Reaction was cautious among at least some of the 10 state insurance commissioners gathered in Atlanta for a meeting of the National Association of Insurance Commissioners.
Florida Insurance Commissioner Kevin McCarty has spearheaded efforts to create both national and regional catastrophe plans.
With legislation in Congress still mired after two years, he’s now pushing for smaller, interstate agreements that would include a shared reinsurance pool for disasters like hurricanes, earthquakes and tornadoes.
Reinsurance is a system that allows insurance companies to spread out their losses in the event of major catastrophes.
Through public “catastrophe funds,” governments can help assume some of the risk of natural disasters, with the goal of helping provide more affordable coverage for citizens.
“This is not just an insurance issue,” McCarty said. “It’s an economic recovery issue.”
Florida lawmakers went into special session last month after being bombarded with complaints from residents who saw their homeowners insurance costs soar after the hurricane seasons of 2004 and 2005, which brought eight hurricanes to the state and cost $36 billion in damage.
Some private insurance companies have scaled back the coverage they offer in coastal Florida and have threatened to leave the state entirely.

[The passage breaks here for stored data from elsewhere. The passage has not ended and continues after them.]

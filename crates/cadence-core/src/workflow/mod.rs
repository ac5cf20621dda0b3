//! Workflow engine core: classification, loading, execution and memory.
//!
//! - `definition` -- YAML parsing, validation and filesystem load
//! - `classifier` -- pure mapping from step shape to kind and payload
//! - `loader` -- resolves step names to runnable step objects
//! - `step` -- prompt and script step objects
//! - `expression` -- JEXL evaluation, interpolation and sub-expressions
//! - `memory` -- transcript, ordered outputs and final output
//! - `context` -- per-execution context threaded through every call
//! - `error_handler` -- attempt loop, lifecycle events and failure wrapping
//! - `executors` -- one executor per step kind
//! - `coordinator` -- dispatch table from kind to executor
//! - `executor` -- the workflow executor façade

pub mod classifier;
pub mod context;
pub mod coordinator;
pub mod definition;
pub mod error;
pub mod error_handler;
pub mod executor;
pub mod executors;
pub mod expression;
pub mod loader;
pub mod memory;
pub mod runtime;
pub mod step;

pub use context::ExecutionContext;
pub use definition::Workflow;
pub use error::{ExecutionError, StepError, WorkflowError};
pub use executor::{ExecutionOutcome, RunReport, WorkflowExecutor, WorkflowExecutorBuilder};
pub use memory::{SharedMemory, WorkflowMemory};
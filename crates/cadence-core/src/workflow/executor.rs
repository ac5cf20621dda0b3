//! Workflow executor: the façade the outside world drives a run through.
//!
//! # Execution flow
//!
//! 1. For a resume request, resolve the session and restore memory from the
//!    nearest preceding snapshot; execution continues from the target step.
//! 2. Run `pre_processing` (fresh runs and resumes from the first step),
//!    then `steps`, then `post_processing`, each through the coordinator.
//! 3. A pause point or an unanswered input stops the run early with
//!    `Paused` / `Waiting`; neither is a failure.
//! 4. Record the session status and publish the workflow lifecycle event.

use std::sync::Arc;
use std::time::{Duration, Instant};

use serde_json::{Map, Value};
use tokio::sync::broadcast;

use cadence_types::event::WorkflowEvent;
use cadence_types::state::{SessionRef, SessionStatus, SessionTimestamp};
use cadence_types::step::{StepKind, StepSpec};
use cadence_types::workflow::Phase;

use super::classifier;
use super::context::ExecutionContext;
use super::coordinator::StepCoordinator;
use super::definition::Workflow;
use super::error::WorkflowError;
use super::error_handler::ErrorHandler;
use super::executors::StepExecutor;
use super::loader::{StepLoader, StepRegistry};
use super::memory::WorkflowMemory;
use super::runtime::Runtime;
use crate::collaborator::{
    AgentRunner, CommandRunner, DeferredInput, InputProvider, NoAgentRunner, ShellCommandRunner,
};
use crate::event::EventBus;
use crate::llm::BoxCompletionClient;
use crate::repository::BoxStateRepository;
use crate::state::{ReplayRequest, StateManager, resolve_replay};

/// Model used when neither the step nor the workflow names one.
pub const DEFAULT_MODEL: &str = "claude-sonnet-4-5";

// ---------------------------------------------------------------------------
// Outcome
// ---------------------------------------------------------------------------

/// How a step sequence ended.
#[derive(Debug, Clone, PartialEq, Eq)]
pub enum ExecutionOutcome {
    Completed,
    /// Halted before the configured pause step. `resume_at` is the
    /// top-level step a replay continues from.
    Paused { step: String, resume_at: String },
    /// An input step is waiting for an external event named `step`.
    Waiting { step: String, resume_at: String },
}

impl ExecutionOutcome {
    pub fn is_completed(&self) -> bool {
        matches!(self, ExecutionOutcome::Completed)
    }

    /// Top-level step to pass to a replay, if the run stopped early.
    pub fn resume_at(&self) -> Option<&str> {
        match self {
            ExecutionOutcome::Completed => None,
            ExecutionOutcome::Paused { resume_at, .. } | ExecutionOutcome::Waiting { resume_at, .. } => {
                Some(resume_at.as_str())
            }
        }
    }
}

/// Summary of a whole run.
#[derive(Debug, Clone)]
pub struct RunReport {
    pub session: SessionRef,
    pub outcome: ExecutionOutcome,
    /// Step results in execution order.
    pub output: Map<String, Value>,
    pub final_output: String,
    pub duration: Duration,
}

// ---------------------------------------------------------------------------
// WorkflowExecutor
// ---------------------------------------------------------------------------

pub struct WorkflowExecutor {
    rt: Arc<Runtime>,
}

impl WorkflowExecutor {
    pub fn builder(
        workflow: Workflow,
        repository: Arc<BoxStateRepository>,
        completion: Arc<BoxCompletionClient>,
    ) -> WorkflowExecutorBuilder {
        WorkflowExecutorBuilder::new(workflow, repository, completion)
    }

    pub fn runtime(&self) -> &Arc<Runtime> {
        &self.rt
    }

    /// Session snapshots are written to.
    pub fn session(&self) -> SessionRef {
        self.rt.state.session()
    }

    pub fn subscribe(&self) -> broadcast::Receiver<WorkflowEvent> {
        self.rt.events.subscribe()
    }

    /// Current workflow memory.
    pub async fn memory(&self) -> WorkflowMemory {
        self.rt.memory.read().await.clone()
    }

    /// Execute one step spec with an explicit context.
    pub async fn execute_step(
        &self,
        spec: &StepSpec,
        ctx: ExecutionContext,
    ) -> Result<Value, WorkflowError> {
        self.rt.coordinator.execute(spec, ctx, &self.rt).await
    }

    /// Execute `specs` in order as top-level steps of `phase`, numbering
    /// them from `first_order`.
    pub async fn execute_steps(
        &self,
        specs: &[StepSpec],
        phase: Phase,
        first_order: usize,
    ) -> Result<ExecutionOutcome, WorkflowError> {
        let total = match phase {
            Phase::Steps => self.rt.workflow.config.steps.len(),
            _ => first_order + specs.len(),
        };
        for (offset, spec) in specs.iter().enumerate() {
            let order = first_order + offset;
            let is_last = phase == Phase::Steps && order + 1 == total;
            let ctx = ExecutionContext::root(phase, order, is_last);
            match self.execute_step(spec, ctx).await {
                Ok(_) => {}
                Err(WorkflowError::Paused { step }) => {
                    let resume_at = self.resume_point(spec, phase, &step);
                    return Ok(ExecutionOutcome::Paused { step, resume_at });
                }
                Err(WorkflowError::AwaitingInput { step }) => {
                    let resume_at = self.resume_point(spec, phase, &step);
                    return Ok(ExecutionOutcome::Waiting { step, resume_at });
                }
                Err(e) => return Err(e),
            }
        }
        Ok(ExecutionOutcome::Completed)
    }

    /// Name of the top-level step a replay must target to re-enter `spec`.
    /// Pre-processing re-runs with the first step; post-processing with the
    /// last.
    fn resume_point(&self, spec: &StepSpec, phase: Phase, stopped_at: &str) -> String {
        let config = &self.rt.workflow.config;
        let top = match phase {
            Phase::Steps => Some(spec),
            Phase::PreProcessing => config.steps.first(),
            Phase::PostProcessing => config.steps.last(),
        };
        top.and_then(|spec| classifier::extract_name(spec, self.rt.workflow.has_resource()))
            .unwrap_or_else(|| stopped_at.to_string())
    }

    /// Run the whole workflow, optionally resuming from `replay`
    /// (`[session_timestamp:]step_name`).
    pub async fn run(&self, replay: Option<&str>) -> Result<RunReport, WorkflowError> {
        let started = Instant::now();
        let rt = &self.rt;

        let mut start_index = 0;
        let mut resumed_from = None;
        if let Some(raw) = replay {
            let request = ReplayRequest::parse(raw)?;
            let plan = resolve_replay(&rt.workflow, &rt.state, &request).await?;
            if let Some(snapshot) = &plan.snapshot {
                *rt.memory.write().await = WorkflowMemory::from_snapshot(snapshot);
            }
            rt.state.set_session(plan.session);
            start_index = plan.start_index;
            resumed_from = Some(request.step);
        }

        let session = rt.state.session();
        tracing::info!(
            workflow = %rt.workflow.name(),
            session = %session.key(),
            resumed_from = ?resumed_from,
            "starting workflow"
        );
        if resumed_from.is_some() {
            rt.state.update_status(SessionStatus::Running, None).await;
        }
        rt.events.publish(WorkflowEvent::WorkflowStarted {
            workflow: rt.workflow.name().to_string(),
            session: session.key(),
            resumed_from,
        });

        let outcome = match self.run_phases(start_index).await {
            Ok(outcome) => outcome,
            Err(e) => {
                let step = match &e {
                    WorkflowError::Execution(err) => Some(err.step_name.clone()),
                    _ => None,
                };
                tracing::error!(workflow = %rt.workflow.name(), error = %e, "workflow failed");
                rt.state
                    .update_status(SessionStatus::Failed, step.as_deref())
                    .await;
                rt.events.publish(WorkflowEvent::WorkflowFailed {
                    workflow: rt.workflow.name().to_string(),
                    session: session.key(),
                    step,
                    error: e.to_string(),
                });
                return Err(e);
            }
        };

        match &outcome {
            ExecutionOutcome::Completed => {
                rt.state.update_status(SessionStatus::Completed, None).await;
                rt.events.publish(WorkflowEvent::WorkflowCompleted {
                    workflow: rt.workflow.name().to_string(),
                    session: session.key(),
                    duration_ms: started.elapsed().as_millis() as u64,
                });
            }
            ExecutionOutcome::Paused { step, .. } | ExecutionOutcome::Waiting { step, .. } => {
                let waiting = matches!(outcome, ExecutionOutcome::Waiting { .. });
                let status = if waiting {
                    SessionStatus::Waiting
                } else {
                    SessionStatus::Running
                };
                rt.state.update_status(status, Some(step.as_str())).await;
                rt.events.publish(WorkflowEvent::WorkflowPaused {
                    workflow: rt.workflow.name().to_string(),
                    session: session.key(),
                    step: step.clone(),
                    waiting,
                });
            }
        }

        let memory = rt.memory.read().await;
        Ok(RunReport {
            session,
            outcome,
            output: memory.output.clone(),
            final_output: memory.rendered_final_output(),
            duration: started.elapsed(),
        })
    }

    async fn run_phases(&self, start_index: usize) -> Result<ExecutionOutcome, WorkflowError> {
        let config = &self.rt.workflow.config;

        if start_index == 0 && !config.pre_processing.is_empty() {
            let outcome = self
                .execute_steps(&config.pre_processing, Phase::PreProcessing, 0)
                .await?;
            if !outcome.is_completed() {
                return Ok(outcome);
            }
        }

        let outcome = self
            .execute_steps(&config.steps[start_index..], Phase::Steps, start_index)
            .await?;
        if !outcome.is_completed() {
            return Ok(outcome);
        }

        if !config.post_processing.is_empty() {
            return self
                .execute_steps(&config.post_processing, Phase::PostProcessing, config.steps.len())
                .await;
        }
        Ok(ExecutionOutcome::Completed)
    }
}

impl std::fmt::Debug for WorkflowExecutor {
    fn fmt(&self, f: &mut std::fmt::Formatter<'_>) -> std::fmt::Result {
        f.debug_struct("WorkflowExecutor").field("runtime", &self.rt).finish()
    }
}

// ---------------------------------------------------------------------------
// Builder
// ---------------------------------------------------------------------------

/// Wires a [`WorkflowExecutor`] from its collaborators. Anything not set
/// falls back to the non-interactive default.
pub struct WorkflowExecutorBuilder {
    workflow: Workflow,
    repository: Arc<BoxStateRepository>,
    completion: Arc<BoxCompletionClient>,
    commands: Arc<dyn CommandRunner>,
    agent: Arc<dyn AgentRunner>,
    input: Arc<dyn InputProvider>,
    registry: StepRegistry,
    executors: Vec<(StepKind, Arc<dyn StepExecutor>)>,
    events: EventBus,
    pause_at: Option<String>,
    default_model: String,
    timestamp: Option<SessionTimestamp>,
}

impl WorkflowExecutorBuilder {
    fn new(
        workflow: Workflow,
        repository: Arc<BoxStateRepository>,
        completion: Arc<BoxCompletionClient>,
    ) -> Self {
        Self {
            workflow,
            repository,
            completion,
            commands: Arc::new(ShellCommandRunner::default()),
            agent: Arc::new(NoAgentRunner),
            input: Arc::new(DeferredInput),
            registry: StepRegistry::new(),
            executors: Vec::new(),
            events: EventBus::default(),
            pause_at: None,
            default_model: DEFAULT_MODEL.to_string(),
            timestamp: None,
        }
    }

    pub fn commands(mut self, commands: Arc<dyn CommandRunner>) -> Self {
        self.commands = commands;
        self
    }

    pub fn agent(mut self, agent: Arc<dyn AgentRunner>) -> Self {
        self.agent = agent;
        self
    }

    pub fn input(mut self, input: Arc<dyn InputProvider>) -> Self {
        self.input = input;
        self
    }

    /// Custom steps, consulted before the filesystem.
    pub fn registry(mut self, registry: StepRegistry) -> Self {
        self.registry = registry;
        self
    }

    /// Replace the built-in executor for `kind`.
    pub fn executor(mut self, kind: StepKind, executor: Arc<dyn StepExecutor>) -> Self {
        self.executors.push((kind, executor));
        self
    }

    pub fn events(mut self, events: EventBus) -> Self {
        self.events = events;
        self
    }

    pub fn pause_at(mut self, step: Option<String>) -> Self {
        self.pause_at = step;
        self
    }

    pub fn default_model(mut self, model: impl Into<String>) -> Self {
        self.default_model = model.into();
        self
    }

    /// Pin the session timestamp instead of taking the current time.
    pub fn timestamp(mut self, timestamp: SessionTimestamp) -> Self {
        self.timestamp = Some(timestamp);
        self
    }

    pub fn build(self) -> WorkflowExecutor {
        let session = SessionRef::new(
            self.workflow.identity.clone(),
            self.timestamp.unwrap_or_else(SessionTimestamp::now),
        );
        let memory = WorkflowMemory::new().into_shared();

        let mut coordinator = StepCoordinator::new();
        for (kind, executor) in self.executors {
            coordinator.register(kind, executor);
        }

        let rt = Runtime {
            loader: StepLoader::new(self.workflow.dir.clone(), self.registry),
            workflow: Arc::new(self.workflow),
            state: StateManager::new(self.repository, memory.clone(), session),
            memory,
            coordinator,
            completion: self.completion,
            commands: self.commands,
            agent: self.agent,
            input: self.input,
            errors: ErrorHandler::new(self.events.clone()),
            events: self.events,
            pause_at: self.pause_at,
            default_model: self.default_model,
        };
        WorkflowExecutor { rt: Arc::new(rt) }
    }
}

While acknowledging that similar tragedies could occur in their own states, some officials at the conference expressed reluctance to sign off on pooling insurance money with states more prone to disasters.
Georgia insurance Commissioner John Oxendine said he is leery of any multistate plan that could lead to higher premiums in his state.
“What I’m committed to in Georgia is helping our neighbors and working together, but not having Georgia pay more for the bad experiences in other states,” Oxendine said.
Oxendine said he would be more open to a plan under which states could temporarily loan funds for rebuilding to other states struck by disasters like Hurricane Katrina.
“We don’t mind pooling money and resources together, but we don’t want to be subsidizing,” he said.
McCarty argued that taxpayers throughout the country already are bankrolling recovery costs for natural disasters through funding the Federal Emergency Management Agency and other agencies that respond after the fact.
“We are currently paying for it and we’re paying for it in the most inefficient way,” he said. “We already have a catastrophe policy in the United States — it’s just not a very good one.”
McCarty said his proposal would require policyholders to take reasonable precautions to protect their property from natural disasters and make sure the states involved follow standardized development and land-use plans to cut down on flooding and other risks.